Figure 2 .

Podocyte-specific NFAT activation in mice carrying the APOL1 G1 allele (G1 TT) causes increased proteinuria, serum BUN and renal lipid accumulation. (A) Experimental design to generate wildtype; Podocin-rtTA; NFATc1^nuc mice (DT), APOL1 G0; Podocin-rtTA; NFATc1^nuc (G0 TT) and APOL1 G1; Podocin-rtTA; NFATc1^nuc (G1 TT) transgenic mice (upper panel). Doxycycline induction was initiated at 6 weeks of age and was continued for 18 weeks.
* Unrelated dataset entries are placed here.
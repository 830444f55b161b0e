use approx::assert_relative_eq;
use crux_aruco::{builtins, draw_marker};
use crux_core::{GrayImage, RasterView};
use crux_marker::{CalibrateError, MarkerCalibrator, MarkerSpec};
use nalgebra::Point2;

const W: usize = 1216;
const H: usize = 800;

fn canvas() -> GrayImage {
    GrayImage::filled(W, H, 255)
}

fn put_marker(img: &mut GrayImage, id: u32, side: usize, x0: usize, y0: usize) {
    let m = draw_marker(&builtins::DICT_4X4_50, id, side, 1).expect("draw");
    img.blit(&m.view(), x0, y0);
}

fn calibrate(img: &GrayImage) -> Result<crux_marker::Marker, CalibrateError> {
    let view = RasterView::gray(img.width, img.height, &img.data);
    MarkerCalibrator::default().calibrate(&view, &MarkerSpec::default())
}

#[test]
fn seven_centimetre_marker_on_wide_canvas() {
    let mut img = canvas();
    put_marker(&mut img, 0, 200, 100, 100);

    let marker = calibrate(&img).expect("calibrated");
    assert_eq!(marker.marker_id(), Some(0));
    assert_eq!(marker.width_cm().round(), 7.0);
    assert_eq!(marker.height_cm().round(), 7.0);
    assert_relative_eq!(marker.pixels_per_cm(), 796.0 / 28.0, max_relative = 0.02);
    assert!(marker.pixels_per_cm() > 0.0);

    let c = marker.center_px();
    assert!((c.x - 199.5).abs() < 2.0 && (c.y - 199.5).abs() < 2.0, "{c:?}");
}

#[test]
fn marker_in_the_corner_is_found_through_padding() {
    let mut img = canvas();
    put_marker(&mut img, 0, 200, 0, 0);

    let marker = calibrate(&img).expect("calibrated");
    assert_eq!(marker.marker_id(), Some(0));
    let tl = marker.corners()[0];
    assert!(tl.x.abs() <= 1.0 && tl.y.abs() <= 1.0, "{tl:?}");
    assert_eq!(marker.width_cm().round(), 7.0);
    assert_relative_eq!(marker.pixels_per_cm(), 796.0 / 28.0, max_relative = 0.02);
}

#[test]
fn blank_image_reports_marker_not_found() {
    let img = canvas();
    assert!(matches!(
        calibrate(&img),
        Err(CalibrateError::MarkerNotFound { .. })
    ));
}

#[test]
fn largest_marker_is_selected() {
    let mut img = canvas();
    put_marker(&mut img, 5, 120, 700, 300);
    put_marker(&mut img, 9, 200, 100, 400);
    put_marker(&mut img, 2, 90, 950, 80);

    let marker = calibrate(&img).expect("calibrated");
    assert_eq!(marker.marker_id(), Some(9));
}

#[test]
fn quarter_turned_marker_reports_orientation() {
    let n = 180;
    let m = draw_marker(&builtins::DICT_4X4_50, 21, n, 1).expect("draw");
    let mut turned = GrayImage::filled(n, n, 255);
    for y in 0..n {
        for x in 0..n {
            turned.data[y * n + x] = m.data[(n - 1 - x) * n + y];
        }
    }
    let mut img = canvas();
    img.blit(&turned.view(), 500, 300);

    let marker = calibrate(&img).expect("calibrated");
    assert_eq!(marker.marker_id(), Some(21));
    assert_relative_eq!(
        marker.orientation_rad(),
        std::f32::consts::FRAC_PI_2,
        epsilon = 0.05
    );
    // printed top-left sits at the image top-right
    let tl = marker.corners()[0];
    assert!((tl - Point2::new(679.0, 300.0)).norm() < 3.0, "{tl:?}");
}

#[test]
fn rgb_input_is_converted() {
    let mut gray = canvas();
    put_marker(&mut gray, 3, 160, 400, 200);
    let rgb: Vec<u8> = gray.data.iter().flat_map(|&v| [v, v, v]).collect();

    let view = RasterView::rgb(W, H, &rgb);
    let spec = MarkerSpec {
        dictionary: "DICT_4X4_100".into(),
        perimeter_cm: 40.0,
    };
    let marker = MarkerCalibrator::default()
        .calibrate(&view, &spec)
        .expect("calibrated");
    assert_eq!(marker.marker_id(), Some(3));
    assert_eq!(marker.width_cm().round(), 10.0);
}

fn light_ramp(img: &mut GrayImage, left_gain: f32) {
    for y in 0..H {
        for x in 0..W {
            let gain = left_gain + (1.0 - left_gain) * x as f32 / (W - 1) as f32;
            let v = &mut img.data[y * W + x];
            *v = (f32::from(*v) * gain) as u8;
        }
    }
}

#[test]
fn marker_on_the_dim_side_of_a_lighting_ramp() {
    for left_gain in [0.5, 0.4] {
        let mut img = canvas();
        put_marker(&mut img, 0, 200, 150, 300);
        light_ramp(&mut img, left_gain);

        let marker = calibrate(&img).expect("calibrated under uneven lighting");
        assert_eq!(marker.marker_id(), Some(0), "gain {left_gain}");
        assert_eq!(marker.width_cm().round(), 7.0, "gain {left_gain}");
        assert_relative_eq!(marker.pixels_per_cm(), 796.0 / 28.0, max_relative = 0.02);
    }
}
//! JSON run configuration and report helpers.

use std::{
    fs,
    path::{Path, PathBuf},
};

use crux_marker::Marker;
use crux_route::{Hold, ReachBounds, Route};
use serde::{Deserialize, Serialize};

use crate::{
    FailureKind, GenerateError, GeneratedRoute, GeneratorParams, PrecomputedDetections,
    RouteGenerator,
};

#[derive(thiserror::Error, Debug)]
pub enum CruxIoError {
    #[error(transparent)]
    Io(#[from] std::io::Error),
    #[error(transparent)]
    Json(#[from] serde_json::Error),
    #[cfg(feature = "image")]
    #[error(transparent)]
    Image(#[from] ::image::ImageError),
}

fn default_resize_width() -> Option<u32> {
    Some(crate::WORKING_WIDTH)
}

/// One route generation run, loaded from JSON.
#[derive(Debug, Clone, PartialEq, Serialize, Deserialize)]
pub struct RouteConfig {
    pub image_path: String,
    /// JSON array of hold detections in working-image pixels.
    pub detections_path: String,
    #[serde(default)]
    pub output_path: Option<String>,
    /// Width the photo is resized to before anything else; `null` keeps it.
    #[serde(default = "default_resize_width")]
    pub resize_width: Option<u32>,
    #[serde(default)]
    pub generator: GeneratorParams,
}

impl RouteConfig {
    /// Load a JSON config from disk.
    pub fn load_json(path: impl AsRef<Path>) -> Result<Self, CruxIoError> {
        let raw = fs::read_to_string(path)?;
        Ok(serde_json::from_str(&raw)?)
    }

    /// Write this config to disk as pretty JSON.
    pub fn write_json(&self, path: impl AsRef<Path>) -> Result<(), CruxIoError> {
        let json = serde_json::to_string_pretty(self)?;
        fs::write(path, json)?;
        Ok(())
    }

    /// Resolve the output report path.
    pub fn output_path(&self) -> PathBuf {
        self.output_path
            .as_ref()
            .map(PathBuf::from)
            .unwrap_or_else(|| PathBuf::from("route_report.json"))
    }

    pub fn build_generator(&self) -> RouteGenerator {
        RouteGenerator::new(self.generator.clone())
    }

    pub fn load_detections(&self) -> Result<PrecomputedDetections, CruxIoError> {
        PrecomputedDetections::load_json(&self.detections_path)
    }

    /// Load the image and detections, run the pipeline and build a report.
    ///
    /// Pipeline failures end up in the report; only I/O problems are errors.
    #[cfg(feature = "image")]
    pub fn run(&self) -> Result<RouteReport, CruxIoError> {
        let img = crate::imageio::load_working_image(&self.image_path, self.resize_width)?;
        let detections = self.load_detections()?;
        let view = crate::imageio::rgb_view(&img);
        let (w, h) = (view.width, view.height);

        let report = match self.build_generator().generate(&view, &detections) {
            Ok(generated) => RouteReport::success(&self.image_path, w, h, &generated),
            Err(err) => {
                log::warn!("route generation failed: {err}");
                RouteReport::failure(&self.image_path, w, h, &err)
            }
        };
        Ok(report)
    }
}

impl PrecomputedDetections {
    /// Load a JSON array of detections.
    pub fn load_json(path: impl AsRef<Path>) -> Result<Self, CruxIoError> {
        let raw = fs::read_to_string(path)?;
        Ok(serde_json::from_str(&raw)?)
    }
}

/// Marker fields the annotator needs.
#[derive(Debug, Clone, PartialEq, Serialize, Deserialize)]
pub struct MarkerSummary {
    pub id: Option<u32>,
    /// TL, TR, BR, BL in the marker's own frame, rounded to pixels.
    pub corners: [[i32; 2]; 4],
    pub pixels_per_cm: f32,
    pub width_cm: f32,
    pub height_cm: f32,
    pub orientation_rad: f32,
}

impl From<&Marker> for MarkerSummary {
    fn from(m: &Marker) -> Self {
        Self {
            id: m.marker_id(),
            corners: m.corners_px_i32(),
            pixels_per_cm: m.pixels_per_cm(),
            width_cm: m.width_cm(),
            height_cm: m.height_cm(),
            orientation_rad: m.orientation_rad(),
        }
    }
}

#[derive(Debug, Clone, PartialEq, Serialize, Deserialize)]
pub struct ReportError {
    pub kind: FailureKind,
    pub message: String,
}

/// Outcome of one run, ready for rendering.
#[derive(Debug, Clone, PartialEq, Serialize, Deserialize)]
pub struct RouteReport {
    pub image_path: String,
    pub image_width: usize,
    pub image_height: usize,
    #[serde(default)]
    pub marker: Option<MarkerSummary>,
    #[serde(default)]
    pub bounds: Option<ReachBounds>,
    #[serde(default)]
    pub holds: Vec<Hold>,
    #[serde(default)]
    pub route: Option<Route>,
    #[serde(default)]
    pub error: Option<ReportError>,
}

impl RouteReport {
    pub fn success(
        image_path: &str,
        image_width: usize,
        image_height: usize,
        generated: &GeneratedRoute,
    ) -> Self {
        Self {
            image_path: image_path.to_string(),
            image_width,
            image_height,
            marker: Some(MarkerSummary::from(&generated.marker)),
            bounds: Some(generated.bounds),
            holds: generated.holds.holds().to_vec(),
            route: Some(generated.route.clone()),
            error: None,
        }
    }

    pub fn failure(
        image_path: &str,
        image_width: usize,
        image_height: usize,
        err: &GenerateError,
    ) -> Self {
        Self {
            image_path: image_path.to_string(),
            image_width,
            image_height,
            marker: None,
            bounds: None,
            holds: Vec::new(),
            route: None,
            error: Some(ReportError {
                kind: err.kind(),
                message: err.to_string(),
            }),
        }
    }

    pub fn is_success(&self) -> bool {
        self.route.is_some()
    }

    /// Load a JSON report from disk.
    pub fn load_json(path: impl AsRef<Path>) -> Result<Self, CruxIoError> {
        let raw = fs::read_to_string(path)?;
        Ok(serde_json::from_str(&raw)?)
    }

    /// Write this report to disk as pretty JSON.
    pub fn write_json(&self, path: impl AsRef<Path>) -> Result<(), CruxIoError> {
        let json = serde_json::to_string_pretty(self)?;
        fs::write(path, json)?;
        Ok(())
    }
}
Mice were sacrificed at 24 weeks of age (lower panel). (B) Urinary albumin-to-creatinine ratio in DT, G0 TT mice and G1 TT mice. Urines were collected before doxycycline induction and 1, 6, 12, 18 weeks after induction (n = 6). (C) Scatter plots of BUN level of TT mice fed doxycycline chow for 18 weeks (n = 6–7). (D) Representative Oil Red-O (ORO) images of stained kidney cortices sections from TT mice fed doxycycline chow for 18 weeks (scale bars: 50 μm) and quantification of the number of glomeruli with lipid droplets (LD) in ORO stained slides from four mice per group (n = 4). (E) Scatter plots of cholesterol ester (ce), triglyceride (TG) and total cholesterol (TC) contents in kidney cortices of TT mice fed doxycycline chow for 18 weeks. Values are normalized to protein concentrations (n = 5–6). (F) Correlation analyses between the ce content of kidney cortices and BUN and between the TG content of kidney cortices and BUN (n = 17). (G) Representative images of kidney cortices of TT mice fed doxycycline chow for 18 weeks stained with WT1 (green) to detect podocytes and DAPI (blue) to reveal nuclei (scale bars: 25 μm) and quantification of the average number of WT1-positive podocytes per glomerulus in WT1 stained slides from three mice per group (n = 3). The error bars represent mean ± SD of biologically independent experiments. One-way ANOVA followed by Dunnett’s test (B–E and G); Pearson’s correlation coefficient (F). ^*P (^#P) < 0.05, ^**P (^##P) < 0.01, ^***P (^###P) < 0.001. ^#DT compared with G1 TT, ^*G0 TT compared with G1 TT.